Saved data entries

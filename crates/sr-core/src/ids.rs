//! Strongly typed, zero-cost identifier wrappers.
//!
//! IDs are `Copy + Ord + Hash` so they can be used as map keys and heap
//! entries without ceremony.  The inner integer is `pub` for direct indexing
//! into the network's column `Vec`s, but callers should prefer `.index()`.

use std::fmt;

/// Generate a typed ID wrapper around a primitive integer.
macro_rules! typed_id {
    ($(#[$attr:meta])* $vis:vis struct $name:ident($inner:ty);) => {
        $(#[$attr])*
        #[derive(Copy, Clone, PartialEq, Eq, Hash, PartialOrd, Ord, Debug)]
        #[cfg_attr(feature = "serde", derive(serde::Serialize, serde::Deserialize))]
        $vis struct $name(pub $inner);

        impl $name {
            /// Sentinel meaning "no valid ID".
            pub const INVALID: $name = $name(<$inner>::MAX);

            /// Cast to `usize` for direct use as a `Vec` index.
            #[inline(always)]
            pub fn index(self) -> usize {
                self.0 as usize
            }
        }

        impl Default for $name {
            #[inline(always)]
            fn default() -> Self {
                Self::INVALID
            }
        }

        impl fmt::Display for $name {
            fn fmt(&self, f: &mut fmt::Formatter<'_>) -> fmt::Result {
                write!(f, "{}({})", stringify!($name), self.0)
            }
        }

        impl From<$name> for usize {
            #[inline(always)]
            fn from(id: $name) -> usize {
                id.0 as usize
            }
        }

        impl TryFrom<usize> for $name {
            type Error = std::num::TryFromIntError;
            fn try_from(n: usize) -> Result<$name, Self::Error> {
                <$inner>::try_from(n).map($name)
            }
        }
    };
}

typed_id! {
    /// Index of a road-network node (intersection or shape point).
    pub struct NodeId(u32);
}

typed_id! {
    /// Dense index of a directed road-network edge.
    ///
    /// Distinct from the `(from, to, key)` triple used to name parallel edges;
    /// see `sr_spatial::EdgeRef`.
    pub struct EdgeId(u32);
}
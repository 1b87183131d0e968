use std::path::Path;
use std::time::Duration;

use atelier_core::catalog::fallback_catalog;
use atelier_core::{FilteredView, Language, SortKey};
use atelier_db::{Database, DbConfig};
use atelier_gallery::commands::{catalog, filter, preferences};
use atelier_gallery::state::{CatalogOrigin, CatalogSourceKind, GalleryConfig, ViewSubscription};
use atelier_gallery::Gallery;
use tokio::time::timeout;

async fn write_assets(dir: &Path) {
    let i18n = dir.join("i18n");
    tokio::fs::create_dir_all(&i18n).await.unwrap();
    tokio::fs::write(
        i18n.join("en.json"),
        r#"{"artwork": {"sold": "Sold", "notForSale": "Not for sale"}}"#,
    )
    .await
    .unwrap();
    tokio::fs::write(
        i18n.join("nl.json"),
        r#"{"artwork": {"sold": "Verkocht", "notForSale": "Niet te koop"}}"#,
    )
    .await
    .unwrap();

    let json = serde_json::to_string(&fallback_catalog()).unwrap();
    tokio::fs::write(dir.join("artworks.json"), json).await.unwrap();
}

fn config(dir: &Path) -> GalleryConfig {
    GalleryConfig {
        catalog_path: dir.join("artworks.json"),
        i18n_dir: dir.join("i18n"),
        whatsapp_number: Some("31612345678".to_string()),
        ..Default::default()
    }
}

async fn next(views: &mut ViewSubscription) -> FilteredView {
    timeout(Duration::from_secs(1), views.next())
        .await
        .unwrap()
        .unwrap()
}

async fn database() -> Database {
    Database::new(DbConfig::in_memory()).await.unwrap()
}

#[tokio::test]
async fn file_catalog_is_primary() {
    let dir = tempfile::tempdir().unwrap();
    write_assets(dir.path()).await;

    let gallery = Gallery::open(config(dir.path()), database().await).await.unwrap();
    assert_eq!(catalog::catalog_origin(&gallery.catalog).unwrap(), CatalogOrigin::Primary);

    let page = catalog::list_artworks(&gallery.engine, &gallery.config, &gallery.translations).unwrap();
    let labels: Vec<&str> = page.items.iter().map(|c| c.price_label.as_str()).collect();
    assert_eq!(labels, vec!["€150.00", "Not for sale", "Sold"]);
}

#[tokio::test]
async fn missing_catalog_falls_back() {
    let dir = tempfile::tempdir().unwrap();
    let mut config = config(dir.path());
    config.catalog_path = dir.path().join("nowhere.json");

    let gallery = Gallery::open(config, database().await).await.unwrap();
    assert_eq!(catalog::catalog_origin(&gallery.catalog).unwrap(), CatalogOrigin::Fallback);
    assert_eq!(gallery.engine.current().unwrap().ids(), vec![1, 2, 3]);

    // No translation files either: keys are echoed.
    let page = catalog::list_artworks(&gallery.engine, &gallery.config, &gallery.translations).unwrap();
    assert_eq!(page.items[2].price_label, "artwork.sold");
}

#[tokio::test]
async fn database_catalog_source() {
    let dir = tempfile::tempdir().unwrap();
    write_assets(dir.path()).await;

    let db = database().await;
    let mut seeded = fallback_catalog();
    seeded.reverse();
    db.artworks().replace_all(&seeded).await.unwrap();

    let config = GalleryConfig {
        catalog_source: CatalogSourceKind::Database,
        ..config(dir.path())
    };
    let gallery = Gallery::open(config, db).await.unwrap();
    assert_eq!(gallery.engine.current().unwrap().ids(), vec![3, 2, 1]);
}

#[tokio::test]
async fn stored_language_wins_over_default() {
    let dir = tempfile::tempdir().unwrap();
    write_assets(dir.path()).await;

    let db = database().await;
    let gallery = Gallery::open(config(dir.path()), db.clone()).await.unwrap();
    preferences::set_language("nl", &gallery.translations, &gallery.preferences)
        .await
        .unwrap();

    let reopened = Gallery::open(config(dir.path()), db).await.unwrap();
    assert_eq!(reopened.translations.language(), Language::Nl);
    assert_eq!(reopened.translations.translate("artwork.sold"), "Verkocht");
}

#[tokio::test]
async fn subscription_follows_filter_commands() {
    let dir = tempfile::tempdir().unwrap();
    write_assets(dir.path()).await;
    let gallery = Gallery::open(config(dir.path()), database().await).await.unwrap();

    let mut views = gallery.engine.subscribe();

    assert_eq!(next(&mut views).await.ids(), vec![1, 2, 3]);

    filter::toggle_material(&gallery.criteria, "canvas", true);
    assert_eq!(next(&mut views).await.ids(), vec![1, 3]);

    filter::set_sort_by(&gallery.criteria, "price-desc").unwrap();
    assert_eq!(next(&mut views).await.ids(), vec![3, 1]);
    assert_eq!(gallery.criteria.snapshot().sort_by, SortKey::PriceDesc);

    filter::reset_filters(&gallery.criteria);
    assert_eq!(next(&mut views).await.ids(), vec![1, 2, 3]);
}

#[test]
fn shipped_catalog_matches_built_in() {
    let shipped: Vec<atelier_core::Artwork> =
        serde_json::from_str(include_str!("../../../assets/data/artworks.json")).unwrap();
    assert_eq!(shipped, fallback_catalog());
}

#[test]
fn shipped_translations_cover_ui_keys() {
    use atelier_core::i18n::Translations;

    let keys = [
        "artwork.sold",
        "artwork.notForSale",
        "modal.errors.name.required",
        "modal.errors.name.minLength",
        "modal.errors.email.required",
        "modal.errors.email.invalid",
        "modal.errors.address.required",
        "modal.errors.address.minLength",
    ];
    for file in [
        include_str!("../../../assets/i18n/en.json"),
        include_str!("../../../assets/i18n/nl.json"),
    ] {
        let table = Translations::from_json_str(file).unwrap();
        for key in keys {
            assert!(table.get(key).is_some(), "missing {}", key);
        }
    }
}
//! # Criteria Store
//!
//! The single mutable piece of gallery state: the current value of every
//! filter dimension.
//!
//! ## Notification Model
//! ```text
//! ┌─────────────────────────────────────────────────────────────────────────┐
//! │                        CriteriaStore                                    │
//! │                                                                         │
//! │  set_search_term("oil") ──┐                                             │
//! │  set_price_range(..)   ───┤    watch<CriteriaSnapshot>                  │
//! │  set_materials(..)     ───┼──►  criteria:  FilterCriteria               │
//! │  set_dimensions(..)    ───┤     revisions: [search, price, materials,   │
//! │  set_sort_by(..)       ───┤                 dimensions, sort]           │
//! │  reset()               ───┘                                             │
//! │                                   │                                     │
//! │             ┌─────────────────────┼─────────────────────┐               │
//! │             ▼                     ▼                     ▼               │
//! │        subscribe()         watch_dimension(d)        stream()           │
//! │     every snapshot       only when d's revision   WatchStream of        │
//! │                              moved                 snapshots            │
//! └─────────────────────────────────────────────────────────────────────────┘
//! ```
//!
//! Every write replaces the whole snapshot in one send, so `reset()` is seen
//! by combined subscribers as a single update. Setters always bump their
//! dimension's revision, even when the value is unchanged.

use std::collections::BTreeSet;
use std::sync::Arc;

use atelier_core::controls;
use atelier_core::{Criterion, FilterCriteria, PriceRange, SortKey};
use tokio::sync::watch;
use tokio_stream::wrappers::WatchStream;
use tracing::debug;

/// Criteria plus a per-dimension write counter.
#[derive(Debug, Clone, Default, PartialEq, Eq)]
pub struct CriteriaSnapshot {
    pub criteria: FilterCriteria,
    revisions: [u64; Criterion::ALL.len()],
}

impl CriteriaSnapshot {
    /// Number of writes to `criterion` so far.
    pub fn revision(&self, criterion: Criterion) -> u64 {
        self.revisions[criterion.index()]
    }
}

/// Shared handle to the current filter criteria.
///
/// Cloning is cheap; clones write to the same store.
#[derive(Debug, Clone)]
pub struct CriteriaStore {
    tx: Arc<watch::Sender<CriteriaSnapshot>>,
}

impl Default for CriteriaStore {
    fn default() -> Self {
        Self::new()
    }
}

impl CriteriaStore {
    /// A store with every dimension inactive.
    pub fn new() -> Self {
        let (tx, _rx) = watch::channel(CriteriaSnapshot::default());
        CriteriaStore { tx: Arc::new(tx) }
    }

    fn update(&self, criterion: Criterion, apply: impl FnOnce(&mut FilterCriteria)) {
        self.tx.send_modify(|snapshot| {
            apply(&mut snapshot.criteria);
            snapshot.revisions[criterion.index()] += 1;
        });
        debug!(?criterion, "Criteria updated");
    }

    pub fn set_search_term(&self, term: impl Into<String>) {
        let term = term.into();
        self.update(Criterion::SearchTerm, |c| c.search_term = term);
    }

    pub fn set_price_range(&self, range: Option<PriceRange>) {
        self.update(Criterion::PriceRange, |c| c.price_range = range);
    }

    pub fn set_materials(&self, materials: BTreeSet<String>) {
        self.update(Criterion::Materials, |c| c.materials = materials);
    }

    pub fn set_dimensions(&self, dimensions: BTreeSet<String>) {
        self.update(Criterion::Dimensions, |c| c.dimensions = dimensions);
    }

    pub fn set_sort_by(&self, sort_by: SortKey) {
        self.update(Criterion::SortBy, |c| c.sort_by = sort_by);
    }

    /// Checks or unchecks one material, as one write.
    pub fn toggle_material(&self, material: &str, checked: bool) {
        self.update(Criterion::Materials, |c| {
            c.materials = controls::toggle(&c.materials, material, checked)
        });
    }

    /// Checks or unchecks one dimension label, as one write.
    pub fn toggle_dimension(&self, dimension: &str, checked: bool) {
        self.update(Criterion::Dimensions, |c| {
            c.dimensions = controls::toggle(&c.dimensions, dimension, checked)
        });
    }

    /// Clears every dimension in a single update.
    pub fn reset(&self) {
        self.tx.send_modify(|snapshot| {
            snapshot.criteria = FilterCriteria::default();
            for revision in snapshot.revisions.iter_mut() {
                *revision += 1;
            }
        });
        debug!("Criteria reset");
    }

    /// Current criteria.
    pub fn snapshot(&self) -> FilterCriteria {
        self.tx.borrow().criteria.clone()
    }

    /// Receiver of every snapshot; the current one counts as seen.
    pub fn subscribe(&self) -> watch::Receiver<CriteriaSnapshot> {
        self.tx.subscribe()
    }

    /// Notifications for one dimension only.
    pub fn watch_dimension(&self, criterion: Criterion) -> DimensionWatch {
        let rx = self.tx.subscribe();
        let seen = rx.borrow().revision(criterion);
        DimensionWatch { rx, criterion, seen }
    }

    /// Stream of snapshots, starting with the current one.
    pub fn stream(&self) -> WatchStream<CriteriaSnapshot> {
        WatchStream::new(self.tx.subscribe())
    }
}

/// Waits for writes to a single criterion dimension.
#[derive(Debug)]
pub struct DimensionWatch {
    rx: watch::Receiver<CriteriaSnapshot>,
    criterion: Criterion,
    seen: u64,
}

impl DimensionWatch {
    pub fn criterion(&self) -> Criterion {
        self.criterion
    }

    /// Resolves with the criteria after the next write to this dimension.
    ///
    /// Writes that land before the watcher polls are coalesced into one
    /// notification carrying the latest value. Returns `None` once every
    /// store handle is dropped.
    pub async fn changed(&mut self) -> Option<FilterCriteria> {
        loop {
            self.rx.changed().await.ok()?;

            let snapshot = self.rx.borrow_and_update();
            let revision = snapshot.revision(self.criterion);
            if revision != self.seen {
                self.seen = revision;
                return Some(snapshot.criteria.clone());
            }
        }
    }
}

_What the exercise asks_
Please reply with an exact copy of the lines above, starting at the first and ending at the line that holds "fn try_from(n: usize)".

_Result of the exercise_
filename crates/sr-core/src/ids.rs
//! Strongly typed, zero-cost identifier wrappers.
//!
//! IDs are `Copy + Ord + Hash` so they can be used as map keys and heap
//! entries without ceremony.  The inner integer is `pub` for direct indexing
//! into the network's column `Vec`s, but callers should prefer `.index()`.

use std::fmt;

/// Generate a typed ID wrapper around a primitive integer.
macro_rules! typed_id {
    ($(#[$attr:meta])* $vis:vis struct $name:ident($inner:ty);) => {
        $(#[$attr])*
        #[derive(Copy, Clone, PartialEq, Eq, Hash, PartialOrd, Ord, Debug)]
        #[cfg_attr(feature = "serde", derive(serde::Serialize, serde::Deserialize))]
        $vis struct $name(pub $inner);

        impl $name {
            /// Sentinel meaning "no valid ID".
            pub const INVALID: $name = $name(<$inner>::MAX);

            /// Cast to `usize` for direct use as a `Vec` index.
            #[inline(always)]
            pub fn index(self) -> usize {
                self.0 as usize
            }
        }

        impl Default for $name {
            #[inline(always)]
            fn default() -> Self {
                Self::INVALID
            }
        }

        impl fmt::Display for $name {
            fn fmt(&self, f: &mut fmt::Formatter<'_>) -> fmt::Result {
                write!(f, "{}({})", stringify!($name), self.0)
            }
        }

        impl From<$name> for usize {
            #[inline(always)]
            fn from(id: $name) -> usize {
                id.0 as usize
            }
        }

        impl TryFrom<usize> for $name {
            type Error = std::num::TryFromIntError;
            fn try_from(n: usize) -> Result<$name, Self::Error> {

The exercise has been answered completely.